Which hydroponics system will give you the most valuable flowers? Which hydroponics system will give you the most valuable flowers?

Hydroponics is the word we use for the gardening we do, but literally speaking, it isn’t an accurate word for our type of growing. The word hydroponics literally means “water working,” and was coined in the early 1900’s to describe systems in which plants grew with their roots dangling in water laced with chemical hydroponics nutrients.

Nowadays almost all forms of indoor gardening are described as “hydroponics,” even when plants are grown in soil.

Under the umbrella of hydroponics indoor gardening are different methods for delivering nutrients, water and oxygen into your plants.

The most primitive of these methods is soil growing. You’ll hear people talk about self-made “supersoil” that allegedly contains enough nutrition to power your plants for rapid grow phase development and a productive bloom phase. But this is a mirage.

Obviously, you can provide adequate nutrition and a healthy root zone using rich soil in an indoor garden. But serious high-value growers know that just using soil and water - even the richest soil - will not maximize growth and yield to the degree that using hydroponics nutrients and non-soil root zone approaches will provide.

Of course, if you are using hydroponics nutrients and rich soil, you can improve the performance of your plants as compared to using only rich soil and water. But to truly gain mastery over your plants’ performance, you need to use a hydroponics system and hydroponics nutrients. When you do that, you get the fastest possible growth, earlier flowering, faster floral maturation and heavier harvests. In short, you get the highest-value harvests.

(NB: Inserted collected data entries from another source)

//! Rational number type for exact aspect-ratio representation.

use std::cmp::Ordering;
use std::fmt;

/// A rational number represented as a numerator and denominator.
///
/// Used for exact representation of pixel and block aspect ratios, where
/// floating point would accumulate error across the repeated rescaling the
/// capability aggregation performs.
#[derive(Clone, Copy)]
pub struct Rational {
    /// Numerator
    pub num: i64,
    /// Denominator (always positive after construction)
    pub den: i64,
}

impl Rational {
    /// Create a new rational number, reduced to simplest form.
    ///
    /// # Panics
    ///
    /// Panics if denominator is zero.
    pub fn new(num: i64, den: i64) -> Self {
        assert!(den != 0, "Denominator cannot be zero");
        let (num, den) = if den < 0 { (-num, -den) } else { (num, den) };
        Self { num, den }.reduce()
    }

    /// Create a rational without reducing. The caller must pass a positive,
    /// non-zero denominator. Usable in `const` tables.
    pub const fn new_raw(num: i64, den: i64) -> Self {
        Self { num, den }
    }

    /// Create a rational from an integer.
    pub fn from_int(n: i64) -> Self {
        Self { num: n, den: 1 }
    }

    /// Reduce the rational to its simplest form.
    pub fn reduce(&self) -> Self {
        if self.num == 0 {
            return Self { num: 0, den: 1 };
        }
        let g = gcd(self.num.unsigned_abs(), self.den.unsigned_abs());
        Self {
            num: self.num / g as i64,
            den: self.den / g as i64,
        }
    }

    /// Multiply by the ratio `num / den`.
    pub fn scale(&self, num: i64, den: i64) -> Self {
        Self::new(self.num * num, self.den * den)
    }

    /// Convert to f64.
    pub fn to_f64(&self) -> f64 {
        self.num as f64 / self.den as f64
    }
}

impl PartialEq for Rational {
    fn eq(&self, other: &Self) -> bool {
        self.cmp(other) == Ordering::Equal
    }
}

impl Eq for Rational {}

impl PartialOrd for Rational {
    fn partial_cmp(&self, other: &Self) -> Option<Ordering> {
        Some(self.cmp(other))
    }
}

impl Ord for Rational {
    fn cmp(&self, other: &Self) -> Ordering {
        let lhs = self.num as i128 * other.den as i128;
        let rhs = other.num as i128 * self.den as i128;
        lhs.cmp(&rhs)
    }
}

impl fmt::Debug for Rational {
    fn fmt(&self, f: &mut fmt::Formatter<'_>) -> fmt::Result {
        write!(f, "Rational({}/{})", self.num, self.den)
    }
}

impl fmt::Display for Rational {
    fn fmt(&self, f: &mut fmt::Formatter<'_>) -> fmt::Result {
        if self.den == 1 {
            write!(f, "{}", self.num)
        } else {
            write!(f, "{}/{}", self.num, self.den)
        }
    }
}

fn gcd(mut a: u64, mut b: u64) -> u64 {
    while b != 0 {
        let t = b;
        b = a % b;
        a = t;
    }
    a
}
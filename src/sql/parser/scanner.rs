use std::collections::HashMap;
use std::fmt;
use std::sync::LazyLock;

use crate::error::Error;

/// A token kind. Keywords are only recognized in their lowercase spelling;
/// e.g. uppercase SELECT scans as a plain identifier.
#[derive(Clone, Copy, Debug, PartialEq, Eq, Hash)]
pub enum TokenKind {
    // Identifiers and literals.
    Ident,
    Number,
    String,

    // Keywords.
    And,
    Distinct,
    False,
    From,
    Is,
    Not,
    Null,
    Or,
    Select,
    True,
    Where,

    // Punctuation.
    Comma,
    Semicolon,
    Period,
    OpenParen,
    CloseParen,

    // Relational operators.
    LessThan,
    LessThanOrEqual,
    GreaterThan,
    GreaterThanOrEqual,
    Equal,
    NotEqual,

    // Arithmetic operators.
    Plus,
    Minus,
    Asterisk,
    Slash,

    /// The end-of-input marker, always the final token of a scan.
    Eof,
}

impl fmt::Display for TokenKind {
    fn fmt(&self, f: &mut fmt::Formatter<'_>) -> fmt::Result {
        f.write_str(match self {
            Self::Ident => "identifier",
            Self::Number => "number",
            Self::String => "string",
            Self::And => "AND",
            Self::Distinct => "DISTINCT",
            Self::False => "FALSE",
            Self::From => "FROM",
            Self::Is => "IS",
            Self::Not => "NOT",
            Self::Null => "NULL",
            Self::Or => "OR",
            Self::Select => "SELECT",
            Self::True => "TRUE",
            Self::Where => "WHERE",
            Self::Comma => ",",
            Self::Semicolon => ";",
            Self::Period => ".",
            Self::OpenParen => "(",
            Self::CloseParen => ")",
            Self::LessThan => "<",
            Self::LessThanOrEqual => "<=",
            Self::GreaterThan => ">",
            Self::GreaterThanOrEqual => ">=",
            Self::Equal => "=",
            Self::NotEqual => "!=",
            Self::Plus => "+",
            Self::Minus => "-",
            Self::Asterisk => "*",
            Self::Slash => "/",
            Self::Eof => "end of input",
        })
    }
}

/// A typed literal value carried by number and string tokens.
#[derive(Clone, Debug, PartialEq)]
pub enum Value {
    Number(f64),
    String(String),
}

/// A scanner token: its kind, the exact source text it covers, the literal
/// value for number and string tokens, and the 1-based source line it starts
/// on. Immutable once created.
#[derive(Clone, Debug, PartialEq)]
pub struct Token {
    pub kind: TokenKind,
    pub lexeme: String,
    pub literal: Option<Value>,
    pub line: usize,
}

/// The keyword table, mapping reserved words to their token kinds. Built once
/// and shared read-only by all scanners. Lookup is an exact string match, so
/// only the lowercase spellings are keywords.
static KEYWORDS: LazyLock<HashMap<&'static str, TokenKind>> = LazyLock::new(|| {
    HashMap::from([
        ("and", TokenKind::And),
        ("distinct", TokenKind::Distinct),
        ("false", TokenKind::False),
        ("from", TokenKind::From),
        ("is", TokenKind::Is),
        ("not", TokenKind::Not),
        ("null", TokenKind::Null),
        ("or", TokenKind::Or),
        ("select", TokenKind::Select),
        ("true", TokenKind::True),
        ("where", TokenKind::Where),
    ])
});

/// The scanner turns a source string into tokens. It scans eagerly: scan()
/// consumes the entire input and returns the full token sequence, terminated
/// by an Eof token, along with any lexical errors encountered on the way.
/// Lexical errors never abort the scan; the offending input is skipped and
/// scanning resumes at the next character.
pub struct Scanner<'a> {
    source: &'a str,
    /// Byte offset of the start of the lexeme currently being scanned.
    start: usize,
    /// Byte offset of the read cursor.
    current: usize,
    /// The current 1-based source line, incremented on every newline consumed.
    line: usize,
    tokens: Vec<Token>,
    errors: Vec<Error>,
}

impl<'a> Scanner<'a> {
    /// Creates a new scanner for the given source string.
    pub fn new(source: &'a str) -> Self {
        Self { source, start: 0, current: 0, line: 1, tokens: Vec::new(), errors: Vec::new() }
    }

    /// Scans the entire input, returning the token sequence and any lexical
    /// errors, in the order they were encountered.
    pub fn scan(mut self) -> (Vec<Token>, Vec<Error>) {
        while !self.is_at_end() {
            self.start = self.current;
            self.scan_token();
        }
        self.tokens.push(Token {
            kind: TokenKind::Eof,
            lexeme: String::new(),
            literal: None,
            line: self.line,
        });
        (self.tokens, self.errors)
    }

    /// Scans a single token, comment, or whitespace run starting at the
    /// current lexeme start.
    fn scan_token(&mut self) {
        let Some(c) = self.advance() else { return };
        match c {
            '(' => self.emit(TokenKind::OpenParen),
            ')' => self.emit(TokenKind::CloseParen),
            ',' => self.emit(TokenKind::Comma),
            ';' => self.emit(TokenKind::Semicolon),
            '.' => self.emit(TokenKind::Period),
            '+' => self.emit(TokenKind::Plus),
            '*' => self.emit(TokenKind::Asterisk),
            '=' => self.emit(TokenKind::Equal),
            // -- starts a line comment, otherwise - is subtraction.
            '-' => match self.next_is('-') {
                true => self.skip_line_comment(),
                false => self.emit(TokenKind::Minus),
            },
            '/' => {
                if self.next_is('/') {
                    self.skip_line_comment()
                } else if self.next_is('*') {
                    self.skip_block_comment()
                } else {
                    self.emit(TokenKind::Slash)
                }
            }
            '<' => match self.next_is('=') {
                true => self.emit(TokenKind::LessThanOrEqual),
                false => self.emit(TokenKind::LessThan),
            },
            '>' => match self.next_is('=') {
                true => self.emit(TokenKind::GreaterThanOrEqual),
                false => self.emit(TokenKind::GreaterThan),
            },
            // != is the only token starting with !.
            '!' => match self.next_is('=') {
                true => self.emit(TokenKind::NotEqual),
                false => self.error("unexpected character '!'".to_string()),
            },
            '"' => self.scan_string(),
            ' ' | '\r' | '\t' => {}
            '\n' => self.line += 1,
            c if c.is_ascii_digit() => self.scan_number(),
            c if c.is_ascii_alphabetic() || c == '_' => self.scan_ident(),
            c => self.error(format!("unexpected character {c:?}")),
        }
    }

    /// Skips a // or -- comment, up to but not including the newline, which
    /// the main scan loop uses to advance the line counter.
    fn skip_line_comment(&mut self) {
        while self.peek().is_some_and(|c| c != '\n') {
            self.advance();
        }
    }

    /// Skips a /* */ comment, which may span lines. An unterminated comment is
    /// reported but treated as implicitly closed at the end of input.
    fn skip_block_comment(&mut self) {
        loop {
            match self.advance() {
                Some('*') if self.next_is('/') => return,
                Some('\n') => self.line += 1,
                Some(_) => {}
                None => {
                    self.error("unterminated block comment".to_string());
                    return;
                }
            }
        }
    }

    /// Scans a "-delimited string literal. There is no escape processing: the
    /// literal value is the raw content between the quotes. An unterminated
    /// string is reported and yields no token.
    fn scan_string(&mut self) {
        while self.peek().is_some_and(|c| c != '"') {
            if self.peek() == Some('\n') {
                self.line += 1;
            }
            self.advance();
        }
        if self.is_at_end() {
            self.error("unterminated string".to_string());
            return;
        }
        self.advance(); // the closing quote
        let content = self.source[self.start + 1..self.current - 1].to_string();
        self.emit_literal(TokenKind::String, Some(Value::String(content)));
    }

    /// Scans a number literal: an integer part, an optional fraction, and an
    /// optional exponent. The exponent (and the fraction's period) is only
    /// consumed when followed by at least one digit, so e.g. "1e" scans as the
    /// number 1 followed by the identifier e. The token's literal holds the
    /// f64 value while the lexeme preserves the original text.
    fn scan_number(&mut self) {
        while self.next_if(|c| c.is_ascii_digit()).is_some() {}

        let mut chars = self.source[self.current..].chars();
        if chars.next() == Some('.') && chars.next().is_some_and(|c| c.is_ascii_digit()) {
            self.advance(); // the period
            while self.next_if(|c| c.is_ascii_digit()).is_some() {}
        }

        let mut chars = self.source[self.current..].chars();
        if matches!(chars.next(), Some('e' | 'E')) {
            let mut next = chars.next();
            if matches!(next, Some('+' | '-')) {
                next = chars.next();
            }
            if next.is_some_and(|c| c.is_ascii_digit()) {
                self.advance(); // e or E
                if matches!(self.peek(), Some('+' | '-')) {
                    self.advance();
                }
                while self.next_if(|c| c.is_ascii_digit()).is_some() {}
            }
        }

        // The forms consumed above are all valid f64 representations.
        let value = self.source[self.start..self.current].parse().unwrap_or(f64::NAN);
        self.emit_literal(TokenKind::Number, Some(Value::Number(value)));
    }

    /// Scans an identifier or keyword.
    fn scan_ident(&mut self) {
        while self.next_if(|c| c.is_ascii_alphanumeric() || c == '_').is_some() {}
        let lexeme = &self.source[self.start..self.current];
        let kind = KEYWORDS.get(lexeme).copied().unwrap_or(TokenKind::Ident);
        self.emit(kind);
    }

    /// Emits a token covering the current lexeme.
    fn emit(&mut self, kind: TokenKind) {
        self.emit_literal(kind, None)
    }

    /// Emits a token covering the current lexeme, with a literal value.
    fn emit_literal(&mut self, kind: TokenKind, literal: Option<Value>) {
        let lexeme = self.source[self.start..self.current].to_string();
        self.tokens.push(Token { kind, lexeme, literal, line: self.line });
    }

    /// Records a lexical error on the current line. Scanning continues.
    fn error(&mut self, message: String) {
        self.errors.push(Error::parse(self.line, message));
    }

    /// Returns true once the read cursor has consumed the whole input.
    fn is_at_end(&self) -> bool {
        self.current >= self.source.len()
    }

    /// The next unconsumed character, if any.
    fn peek(&self) -> Option<char> {
        self.source[self.current..].chars().next()
    }

    /// Consumes and returns the next character, if any.
    fn advance(&mut self) -> Option<char> {
        let c = self.peek()?;
        self.current += c.len_utf8();
        Some(c)
    }

    /// Consumes the next character if it is the expected one, returning true.
    fn next_is(&mut self, expected: char) -> bool {
        self.next_if(|c| c == expected).is_some()
    }

    /// Consumes and returns the next character if it matches the predicate.
    fn next_if(&mut self, predicate: impl Fn(char) -> bool) -> Option<char> {
        match self.peek() {
            Some(c) if predicate(c) => self.advance(),
            _ => None,
        }
    }
}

Choosing which hydroponics system to use can be challenging. There are many types of systems and some of them you have to see in person in order to fully understand whether or not that system might be best for you. In this article and follow-up articles, we will discuss different hydroponics systems so you have a headstart on selecting the ideal one for your situation.

There are many major and minor differences between hydroponics systems, but for me, the most important difference is that some systems use a solid root zone media such as rockwool, coco coir and hydroton, while others use no root zone media at all.

When you use solid root zone media such as rockwool, your hydroponics plants are in a sterile soil substitute that holds and transfers water, oxygen and nutrition.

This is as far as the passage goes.